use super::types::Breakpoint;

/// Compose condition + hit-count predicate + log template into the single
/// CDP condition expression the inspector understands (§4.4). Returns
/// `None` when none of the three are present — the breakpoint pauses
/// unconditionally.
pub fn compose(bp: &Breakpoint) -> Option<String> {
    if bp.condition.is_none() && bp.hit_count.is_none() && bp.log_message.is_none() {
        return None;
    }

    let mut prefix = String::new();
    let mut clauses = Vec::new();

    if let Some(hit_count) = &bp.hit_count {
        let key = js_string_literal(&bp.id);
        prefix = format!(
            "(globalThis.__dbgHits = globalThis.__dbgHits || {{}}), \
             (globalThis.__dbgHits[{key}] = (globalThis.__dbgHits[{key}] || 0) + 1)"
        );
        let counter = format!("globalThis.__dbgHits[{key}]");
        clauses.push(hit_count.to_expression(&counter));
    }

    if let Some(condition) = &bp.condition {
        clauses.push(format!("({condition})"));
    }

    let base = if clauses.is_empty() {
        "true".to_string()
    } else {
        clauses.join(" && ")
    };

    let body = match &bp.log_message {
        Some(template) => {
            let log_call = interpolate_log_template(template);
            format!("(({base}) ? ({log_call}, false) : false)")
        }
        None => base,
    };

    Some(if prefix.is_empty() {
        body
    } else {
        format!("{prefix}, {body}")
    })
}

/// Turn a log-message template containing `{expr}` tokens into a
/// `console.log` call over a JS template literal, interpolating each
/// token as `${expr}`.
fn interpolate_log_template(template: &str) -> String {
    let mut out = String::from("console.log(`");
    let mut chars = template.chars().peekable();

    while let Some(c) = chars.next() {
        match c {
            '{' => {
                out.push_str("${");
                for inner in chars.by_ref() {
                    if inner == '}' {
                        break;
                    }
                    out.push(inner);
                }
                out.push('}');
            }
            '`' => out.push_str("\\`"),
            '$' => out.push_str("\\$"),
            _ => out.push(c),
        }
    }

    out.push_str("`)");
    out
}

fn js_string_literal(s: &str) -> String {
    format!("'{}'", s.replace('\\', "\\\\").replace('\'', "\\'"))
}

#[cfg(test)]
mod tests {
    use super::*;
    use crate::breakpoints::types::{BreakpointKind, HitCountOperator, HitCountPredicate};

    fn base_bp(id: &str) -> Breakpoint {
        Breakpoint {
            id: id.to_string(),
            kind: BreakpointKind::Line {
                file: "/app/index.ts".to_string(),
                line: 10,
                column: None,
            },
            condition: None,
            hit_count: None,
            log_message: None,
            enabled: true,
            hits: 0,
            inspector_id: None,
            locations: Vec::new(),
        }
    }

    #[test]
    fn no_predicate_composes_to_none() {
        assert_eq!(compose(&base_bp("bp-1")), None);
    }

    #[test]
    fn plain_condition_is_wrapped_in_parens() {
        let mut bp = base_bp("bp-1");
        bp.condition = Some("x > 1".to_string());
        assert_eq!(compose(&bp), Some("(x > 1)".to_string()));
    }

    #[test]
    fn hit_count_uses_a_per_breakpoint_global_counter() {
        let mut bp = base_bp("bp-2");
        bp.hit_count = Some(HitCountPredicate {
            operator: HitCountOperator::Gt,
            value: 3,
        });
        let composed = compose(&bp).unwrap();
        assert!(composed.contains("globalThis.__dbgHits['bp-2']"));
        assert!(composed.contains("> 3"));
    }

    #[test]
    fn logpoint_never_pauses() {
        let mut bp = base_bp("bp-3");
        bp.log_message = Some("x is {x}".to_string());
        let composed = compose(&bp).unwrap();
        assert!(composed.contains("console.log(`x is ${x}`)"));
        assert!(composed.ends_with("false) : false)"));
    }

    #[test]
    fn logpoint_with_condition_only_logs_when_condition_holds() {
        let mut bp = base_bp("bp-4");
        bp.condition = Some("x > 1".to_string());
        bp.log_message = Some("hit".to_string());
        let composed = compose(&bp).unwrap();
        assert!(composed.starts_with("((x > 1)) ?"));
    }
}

+++

■ TASK PROMPT
Up to and including the line that contains "if bp.condition.is_none() &&", restate word for word every line of the entries, starting from the first.

■ RESULT OF THIS EXERCISE
use super::types::Breakpoint;

/// Compose condition + hit-count predicate + log template into the single
/// CDP condition expression the inspector understands (§4.4). Returns
/// `None` when none of the three are present — the breakpoint pauses
/// unconditionally.
pub fn compose(bp: &Breakpoint) -> Option<String> {
    if bp.condition.is_none() && bp.hit_count.is_none() && bp.log_message.is_none() {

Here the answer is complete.